Le 21 juillet 1944, l'Armée rouge franchit la frontière polonaise et atteint Treblinka quelques jours plus tard. Le camp d'extermination massif a été détruit sur ordre du chef SS Heinrich Himmler pour empêcher les Soviétiques d'avoir accès aux preuves des crimes de masse allemands.
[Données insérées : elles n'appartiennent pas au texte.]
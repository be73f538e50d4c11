//! Tracing subscriber setup for binaries and tests embedding the engine.

use session_types::{Result, SessionError};
use tracing_subscriber::EnvFilter;

/// Installs a global `fmt` subscriber.
///
/// The filter comes from `RUST_LOG` when set, otherwise from
/// `default_filter` (for example `"info"` or `"session_node=debug"`).
///
/// # Errors
///
/// [`SessionError::ConfigError`] if `default_filter` does not parse or
/// a global subscriber is already installed.
pub fn init_tracing(default_filter: &str) -> Result<()> {
    let filter = match EnvFilter::try_from_default_env() {
        Ok(filter) => filter,
        Err(_) => EnvFilter::try_new(default_filter).map_err(|e| SessionError::ConfigError {
            reason: format!("invalid log filter '{default_filter}': {e}"),
        })?,
    };

    tracing_subscriber::fmt()
        .with_env_filter(filter)
        .with_target(false)
        .try_init()
        .map_err(|e| SessionError::ConfigError {
            reason: format!("tracing subscriber already installed: {e}"),
        })
}

#[cfg(test)]
mod tests {
    use super::*;

    #[test]
    fn second_init_is_rejected() {
        // Another test in this binary may have won the race; either way
        // at most one call succeeds.
        let first = init_tracing("warn");
        let second = init_tracing("warn");
        assert!(matches!(second, Err(SessionError::ConfigError { .. })));
        let _ = first;
    }
}
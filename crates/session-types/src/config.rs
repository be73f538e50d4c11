//! Engine configuration with sensible defaults.
//!
//! Values can be loaded from a JSON document; missing fields fall
//! back to their defaults, so `{}` is a valid configuration.

use std::path::Path;

use serde::{Deserialize, Serialize};

use crate::{Result, SessionError};

/// Fourteen days in milliseconds, the default message TTL.
pub const FOURTEEN_DAYS_MS: u64 = 14 * 24 * 60 * 60 * 1000;

// ---------------------------------------------------------------------------
// PollerConfig
// ---------------------------------------------------------------------------

/// Scheduling, backoff and dedup parameters for one poller.
#[derive(Clone, Debug, PartialEq, Eq, Serialize, Deserialize)]
#[serde(default)]
pub struct PollerConfig {
    /// Delay between successful poll cycles, in milliseconds.
    pub interval_ms: u64,

    /// First backoff delay after a fetch failure, in milliseconds.
    /// Doubles per consecutive failure.
    pub backoff_base_ms: u64,

    /// Upper bound on the backoff delay, in milliseconds.
    pub backoff_cap_ms: u64,

    /// Maximum number of dedup keys kept in memory.
    pub dedup_capacity: usize,

    /// Dedup keys older than this are evicted, in milliseconds.
    pub dedup_retention_ms: u64,

    /// Whether envelope content is sealed and signed and must be
    /// opened and verified before decoding.
    pub verify_signatures: bool,
}

impl Default for PollerConfig {
    fn default() -> Self {
        Self {
            interval_ms: 3_000,
            backoff_base_ms: 1_000,
            backoff_cap_ms: 60_000,
            dedup_capacity: 10_000,
            dedup_retention_ms: FOURTEEN_DAYS_MS,
            verify_signatures: true,
        }
    }
}

impl PollerConfig {
    /// Validates all poller values.
    pub fn validate(&self) -> Result<()> {
        if self.interval_ms == 0 {
            return Err(SessionError::ConfigError {
                reason: "poller.interval_ms must be greater than 0".into(),
            });
        }

        if self.backoff_base_ms == 0 {
            return Err(SessionError::ConfigError {
                reason: "poller.backoff_base_ms must be greater than 0".into(),
            });
        }

        if self.backoff_cap_ms < self.backoff_base_ms {
            return Err(SessionError::ConfigError {
                reason: "poller.backoff_cap_ms must be >= backoff_base_ms".into(),
            });
        }

        if self.dedup_capacity == 0 {
            return Err(SessionError::ConfigError {
                reason: "poller.dedup_capacity must be greater than 0".into(),
            });
        }

        if self.dedup_retention_ms == 0 {
            return Err(SessionError::ConfigError {
                reason: "poller.dedup_retention_ms must be greater than 0".into(),
            });
        }

        Ok(())
    }
}

// ---------------------------------------------------------------------------
// SessionConfig
// ---------------------------------------------------------------------------

/// Top-level configuration for a `Session` facade.
#[derive(Clone, Debug, PartialEq, Eq, Serialize, Deserialize)]
#[serde(default)]
pub struct SessionConfig {
    /// Defaults applied to pollers created through the facade.
    pub poller: PollerConfig,

    /// Capacity of the message event broadcast channel.
    pub event_channel_size: usize,

    /// TTL used for outgoing messages without a more specific policy,
    /// in milliseconds.
    pub default_ttl_ms: u64,
}

impl Default for SessionConfig {
    fn default() -> Self {
        Self {
            poller: PollerConfig::default(),
            event_channel_size: 1024,
            default_ttl_ms: FOURTEEN_DAYS_MS,
        }
    }
}

impl SessionConfig {
    /// Parses and validates a JSON configuration document.
    pub fn from_json_str(json: &str) -> Result<Self> {
        let config: Self = serde_json::from_str(json).map_err(|e| SessionError::ConfigError {
            reason: format!("invalid config JSON: {e}"),
        })?;
        config.validate()?;
        Ok(config)
    }

    /// Reads, parses and validates a JSON configuration file.
    pub fn from_json_file(path: &Path) -> Result<Self> {
        let raw = std::fs::read_to_string(path).map_err(|e| SessionError::ConfigError {
            reason: format!("cannot read config file {}: {e}", path.display()),
        })?;
        Self::from_json_str(&raw)
    }

    /// Validates all configuration values.
    pub fn validate(&self) -> Result<()> {
        self.poller.validate()?;

        if self.event_channel_size == 0 {
            return Err(SessionError::ConfigError {
                reason: "event_channel_size must be greater than 0".into(),
            });
        }

        if self.default_ttl_ms == 0 {
            return Err(SessionError::ConfigError {
                reason: "default_ttl_ms must be greater than 0".into(),
            });
        }

        Ok(())
    }
}
// ---------------------------------------------------------------------------
// Tests
// ---------------------------------------------------------------------------

#[cfg(test)]
mod tests {
    use super::*;
    use std::collections::HashSet;

    #[test]
    fn english_has_1626_sorted_words() {
        assert_eq!(ENGLISH.len(), 1626);
        assert!(ENGLISH_WORDS.windows(2).all(|w| w[0] < w[1]));
    }

    #[test]
    fn english_prefixes_are_unique() {
        let prefixes: HashSet<&str> = ENGLISH_WORDS.iter().map(|w| ENGLISH.prefix(w)).collect();
        assert_eq!(prefixes.len(), ENGLISH.len());
    }

    #[test]
    fn exact_lookup() {
        assert_eq!(ENGLISH.index_of("abbey"), Some(0));
        assert_eq!(ENGLISH.index_of("zoom"), Some(1625));
        assert_eq!(ENGLISH.word(1625), Some("zoom"));
    }

    #[test]
    fn prefix_alone_is_not_a_word() {
        assert!(ENGLISH.index_of("puffin").is_some());
        assert_eq!(ENGLISH.index_of("puf"), None);
        assert_eq!(ENGLISH.index_of("puffball"), None);
        assert_eq!(ENGLISH.index_of("puffi"), None);
    }

    #[test]
    fn lookup_is_case_sensitive() {
        assert_eq!(ENGLISH.index_of("Puffin"), None);
        assert_eq!(ENGLISH.index_of("ZOOM"), None);
    }

    #[test]
    fn short_or_unknown_words_rejected() {
        assert_eq!(ENGLISH.index_of("pu"), None);
        assert_eq!(ENGLISH.index_of("qqqq"), None);
        assert_eq!(ENGLISH.index_of(""), None);
    }
}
Mais Grossman, qui fut l'un des premiers soldats de l'Armée rouge à pénétrer dans le camp envahi par la végétation, commença immédiatement son travail documentaire.
Himmler se rend à TreblinkaS’appuyant sur des enquêtes médico-légales et des entretiens avec les quelques survivants et autres témoins oculaires, il a rédigé son rapport troublant sur la machine de mort : « L’enfer de Treblinka ». Le rapport de Grossman contenait de nombreuses références à Stalingrad. Treblinka, a-t-il souligné, avait fait la plupart de ses victimes à l'automne 1942, lorsque Hitler dominait l'Europe et se battait pour la possession de Stalingrad.
« Le monde entier est silencieux », écrit Grossmann dans le rapport, opprimé et asservi par la bande brune de voleurs qui a pris le pouvoir. Londres est calme et New York aussi. Et seulement quelque part, à des milliers de kilomètres de là, sur une rive lointaine de la Volga, l'artillerie soviétique gronde. La référence à Londres et à New York contenait une critique claire des Alliés occidentaux, qui n'ont tenu leur promesse faite en juin 1942 de former un deuxième front en Europe que deux ans plus tard avec le débarquement en Normandie.
La victoire de Stalingrad, remportée en grande partie par l'Armée rouge seule, selon la conclusion de l'essai de Grossman, a marqué le point de départ de la libération de l'humanité du fascisme. Grossman apprit par un garde capturé que Himmler était venu à Treblinka en février 1943 et avait ordonné que toutes les victimes soient exhumées et brûlées. Grossman s'est demandé ce qui avait pu motiver le chef SS à faire cela et s'est donné la réponse : « Il n'y avait qu'une seule raison : la victoire de l'Armée rouge à Stalingrad. »
La bataille de Stalingrad a marqué un tournant dans l’histoire : elle a perturbé la machine à tuer nazie et l’a finalement stoppée. Mais Stalingrad occupe également une position particulière en tant que bataille multiethnique. Les Italiens, les Roumains, les Hongrois et les Croates étaient du côté de la Wehrmacht, tandis que les Russes, les Ukrainiens, les Biélorusses, les Tatars, les Kazakhs et les soldats de nombreux autres groupes ethniques combattaient côte à côte dans l'Armée rouge.
L'armée allemande et, après elle, de nombreux historiens allemands se sont plaints à plusieurs reprises des mauvais alliés de la Wehrmacht, dont le manque d'esprit combatif avait conduit à l'encerclement de la 6e armée. Lors des interrogatoires avec des officiers de l'Armée rouge, des prisonniers de guerre roumains, hongrois et autrichiens se sont plaints de l'arrogance raciale des Allemands.
Située non loin de la frontière avec l'Asie, la ville de Stalingrad, rebaptisée Volgograd en 1961, constitue un point de départ idéal pour une commémoration européenne globale de la Seconde Guerre mondiale. La question aujourd’hui est de savoir si et quand suffisamment d’Européens prendront conscience de cette importance.
Jochen Hellbeck est historien et enseigne l'histoire de l'Europe de l'Est à l'Université Rutgers, dans le New Jersey. Son livre « Une guerre pas comme les autres » vient d’être publié par S. Fischer Verlag. La guerre d'anéantissement allemande contre l'Union soviétique. Une « Révision » a été publiée.